By Stacy Johnson
Kirk and Karen Mosley, members of the Wildwood Park Ward in the Tucson Arizona West Stake, were looking to satisfy their love for travel and adventure as well as their desire to serve. Wanting some direction, Kirk asked his sons for a priesthood blessing, following which, their son, Logan, said he “felt strongly that whatever Kirk was supposed to do, it was going to mean that he would be learning a lot and need to work hard at it.”
After discussing several options, the couple chose to serve in the China’s Teacher Program (CTP), a nonprofit outreach program of the David M. Kennedy Center for International Studies at Brigham Young University. The purpose of the program is to provide seasoned U.S. teachers to Chinese universities.
After a rigorous training program from the Kennedy Center, the Mosley’s were off to the University of Electronic Science and Technology in Chengdu, China. They jumped into their assignment with both feet, teaching several graduate classes each semester.
Karen admits, “I’m a teacher. I have years of experience. … It’s exciting and fun for me to be teaching at the university level. Not so for Kirk—he’s a dentist. … He is not comfortable in front of large groups and doesn’t like the spotlight. That first day of classes was quite intimidating.”

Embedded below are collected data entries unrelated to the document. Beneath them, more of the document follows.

use std::fs;
use std::time::Duration;

use serial_test::serial;
use tempfile::TempDir;

use super::settings::{Settings, SourceKind};
use super::{PartialSettings, load_config_from};

#[test]
fn test_default_settings() {
    let settings = Settings::default();
    assert_eq!(settings.server.host, "127.0.0.1");
    assert_eq!(settings.server.port, 8080);
    assert_eq!(settings.broker.source, SourceKind::Demo);
    assert_eq!(settings.broker.telemetry_topic, "telemetry-raw");
    assert_eq!(settings.broker.alert_topic, "telemetry-alerts");
    assert_eq!(settings.stream.max_alerts, 50);
    assert_eq!(settings.stream.max_vehicle_age(), Duration::from_secs(5));
    assert_eq!(settings.stream.idle_shutdown(), Duration::from_secs(30));
    assert_eq!(settings.reconnect.max_attempts, 5);
    assert_eq!(settings.reconnect.base_delay_ms, 1_000);
    assert_eq!(settings.reconnect.max_delay_ms, 30_000);
}

#[test]
fn test_empty_partial_merges_to_defaults() {
    let merged = PartialSettings::default().merge(Settings::default());
    assert_eq!(merged, Settings::default());
}

#[test]
#[serial]
fn test_missing_file_yields_defaults() {
    let tmp = TempDir::new().expect("create tempdir");
    let path = tmp.path().join("nope");

    let cfg = load_config_from(path.to_str().unwrap()).expect("load_config failed");
    assert_eq!(cfg, Settings::default());
}

#[test]
#[serial]
fn test_file_overrides_defaults() {
    let tmp = TempDir::new().expect("create tempdir");
    let file = tmp.path().join("default.toml");
    let toml = r#"
        [server]
        host = "0.0.0.0"
        port = 9000

        [broker]
        source = "kafka"
        alert_topic = "alerts"

        [stream]
        max_alerts = 10
        idle_shutdown_secs = 5
    "#;
    fs::write(&file, toml).expect("write config file");

    let base = tmp.path().join("default");
    let cfg = load_config_from(base.to_str().unwrap()).expect("load_config failed");

    assert_eq!(cfg.server.host, "0.0.0.0");
    assert_eq!(cfg.server.port, 9000);
    assert_eq!(cfg.server.ws_port, 8081);
    assert_eq!(cfg.broker.source, SourceKind::Kafka);
    assert_eq!(cfg.broker.alert_topic, "alerts");
    assert_eq!(cfg.broker.telemetry_topic, "telemetry-raw");
    assert_eq!(cfg.stream.max_alerts, 10);
    assert_eq!(cfg.stream.idle_shutdown_secs, 5);
    assert_eq!(cfg.stream.keepalive_secs, 30);
}

#[test]
#[serial]
fn test_env_overrides_defaults() {
    let tmp = TempDir::new().expect("create tempdir");
    let base = tmp.path().join("default");

    let cfg = temp_env::with_vars(
        [
            ("TELECAST__STREAM__MAX_ALERTS", Some("7")),
            ("TELECAST__BROKER__GROUP_ID", Some("env-group")),
            ("TELECAST__LOGGING__LEVEL", Some("debug")),
        ],
        || load_config_from(base.to_str().unwrap()),
    )
    .expect("load_config failed");

    assert_eq!(cfg.stream.max_alerts, 7);
    assert_eq!(cfg.broker.group_id, "env-group");
    assert_eq!(cfg.logging.level, "debug");
    assert_eq!(cfg.server.port, 8080);
}
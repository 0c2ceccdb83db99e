use std::collections::HashSet;

use super::stream_client::{StreamClient, deliver_to};
use crate::broker::message::StreamEvent;
use crate::utils::error::DeliveryError;
use tokio::sync::mpsc;

fn topics(names: &[&str]) -> HashSet<String> {
    names.iter().map(|s| s.to_string()).collect()
}

fn error_event() -> StreamEvent {
    StreamEvent::Error {
        error: "boom".to_string(),
    }
}

#[test]
fn test_client_new() {
    let (tx, _) = mpsc::channel(1);
    let client = StreamClient::new(tx, topics(&["telemetry-raw"]));
    assert!(client.id.starts_with("client-"));
    assert!(client.is_interested("telemetry-raw"));
    assert!(!client.is_interested("telemetry-alerts"));
}

#[test]
fn test_client_ids_are_unique() {
    let (tx, _) = mpsc::channel(1);
    let a = StreamClient::new(tx.clone(), HashSet::new());
    let b = StreamClient::new(tx, HashSet::new());
    assert_ne!(a.id, b.id);
}

#[test]
fn test_deliver_ok() {
    let (tx, mut rx) = mpsc::channel(1);
    let client = StreamClient::with_id("c1", tx, HashSet::new());
    deliver_to(&client.sink, error_event()).unwrap();
    assert_eq!(rx.try_recv().unwrap(), error_event());
}

#[test]
fn test_deliver_full() {
    let (tx, _rx) = mpsc::channel(1);
    let client = StreamClient::with_id("c1", tx, HashSet::new());
    deliver_to(&client.sink, error_event()).unwrap();
    assert_eq!(deliver_to(&client.sink, error_event()), Err(DeliveryError::Full));
}

#[test]
fn test_deliver_closed() {
    let (tx, rx) = mpsc::channel(1);
    drop(rx);
    let client = StreamClient::with_id("c1", tx, HashSet::new());
    assert_eq!(deliver_to(&client.sink, error_event()), Err(DeliveryError::Closed));
}
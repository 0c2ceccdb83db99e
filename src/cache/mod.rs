//! Bounded in-memory recency state: the latest record per vehicle and a
//! newest-first ring of recent alerts.

pub mod recency;

pub use recency::{CacheSnapshot, RecencyCache};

However, because of Kirk’s background in dentistry, he was able to help create a hygiene branch within the existing dental office and host what they called Smile Clinics. He trained students to scale tartar and plaque, polish teeth and floss—something not traditionally done in China.
The Branch they attended in Chengdu had approximately 50 members.
Karen makes it clear that they were in China to teach English. “Each week before our meeting, the Branch President reads the restrictions under which we are allowed to meet as foreigners in China. We were strongly counseled to let our friends and family know that we were NOT on a formal mission in China, and that when missionaries DO go to China, it will be through the ‘front door.’”
That being said, one of the highlights was teaching the gospel to Lyncy and Lily. Alhough Lyncy was raised in Chengdu, she was considered a “foreigner” so it was legal to invite her to church; and, as a foreigner, Lyncy could invite her friend, Lily. They both expressed a sincere interest in Christianity.
Karen explains, “They had been to other Chinese Christian churches, but they said that they wanted to find the right church.”
After a few months, both women gained testimonies of the Restored Gospel and desired baptism.
Kirk memorized the baptismal prayer in Mandarin and performed the baptism shortly before he and Karen returned to America.
Karen adds, “I was asked to speak at the baptismal service, and I testified that I don’t think I came to China to teach English—I think the Lord sent me there to meet Lyncy and Lily and share with them the glorious plan of salvation.”